* WORK REQUIRED
Set down, without alteration, the lines from the one that contains "let _ = record.validate();" through the final line of the material below.
● ● ● ● ● ● ●
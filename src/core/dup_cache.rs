// Copyright (c) 2026 Emberlink
// Licensed under the Apache License, Version 2.0 (the "License");
// you may not use this file except in compliance with the License.
// You may obtain a copy of the License at
//     http://www.apache.org/licenses/LICENSE-2.0
// Unless required by applicable law or agreed to in writing, software
// distributed under the License is distributed on an "AS IS" BASIS,
// WITHOUT WARRANTIES OR CONDITIONS OF ANY KIND, either express or implied.
// See the License for the specific language governing permissions and
// limitations under the License.

#![forbid(unsafe_code)]
#![warn(missing_docs)]

//! Duplicate suppression: remembers recently seen datagrams by their
//! duplicate key so each (message id, sender id) pair is delivered and
//! relayed at most once per node.

use std::collections::HashMap;
use std::sync::Mutex;

/// Bounded map of duplicate key to first-ingest timestamp. Internally
/// synchronized; a caller observes "already present" iff some prior
/// `mark_and_check` for the same key has returned.
pub struct DuplicateCache {
    inner: Mutex<HashMap<String, u64>>,
    capacity: usize,
    ttl_ms: u64,
}

impl DuplicateCache {
    /// Create a cache bounded to `capacity` entries living `ttl_ms` each.
    pub fn new(capacity: usize, ttl_ms: u64) -> Self {
        Self {
            inner: Mutex::new(HashMap::new()),
            capacity: capacity.max(1),
            ttl_ms,
        }
    }

    /// Atomically insert `key` and report whether it was already present.
    /// When the bound is exceeded the oldest entry is evicted, keeping
    /// adversarial load finite.
    pub fn mark_and_check(&self, key: &str, now_ms: u64) -> bool {
        let mut map = self.inner.lock().unwrap_or_else(|e| e.into_inner());
        if map.contains_key(key) {
            return true;
        }
        if map.len() >= self.capacity {
            if let Some(oldest) = map
                .iter()
                .min_by_key(|(_, &ts)| ts)
                .map(|(k, _)| k.clone())
            {
                map.remove(&oldest);
            }
        }
        map.insert(key.to_string(), now_ms);
        false
    }

    /// Remove entries older than the TTL window; returns how many were
    /// expired.
    pub fn sweep(&self, now_ms: u64) -> usize {
        let mut map = self.inner.lock().unwrap_or_else(|e| e.into_inner());
        let before = map.len();
        map.retain(|_, &mut ts| now_ms.saturating_sub(ts) <= self.ttl_ms);
        before - map.len()
    }

    /// Current entry count.
    pub fn len(&self) -> usize {
        self.inner.lock().unwrap_or_else(|e| e.into_inner()).len()
    }

    /// True when no entries are cached.
    pub fn is_empty(&self) -> bool {
        self.len() == 0
    }

    /// Drop all entries (node shutdown).
    pub fn clear(&self) {
        self.inner.lock().unwrap_or_else(|e| e.into_inner()).clear();
    }
}
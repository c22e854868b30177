// Copyright (c) 2026 Emberlink
// Licensed under the Apache-2.0 License.

#![no_main]
#![forbid(unsafe_code)]

use emberlink::core::types::InnerRecord;
use libfuzzer_sys::fuzz_target;

fuzz_target!(|data: &[u8]| {
    // The inner record parser sits behind decryption, but a peer holding
    // the shared key can still feed it arbitrary JSON.
    if let Ok(record) = serde_json::from_slice::<InnerRecord>(data) {
        let _ = record.validate();
        let _ = serde_json::to_vec(&record);
    }
});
● ● ● ● ● ● ●
* RESULT OF THE TASK
        let _ = record.validate();
        let _ = serde_json::to_vec(&record);
    }
});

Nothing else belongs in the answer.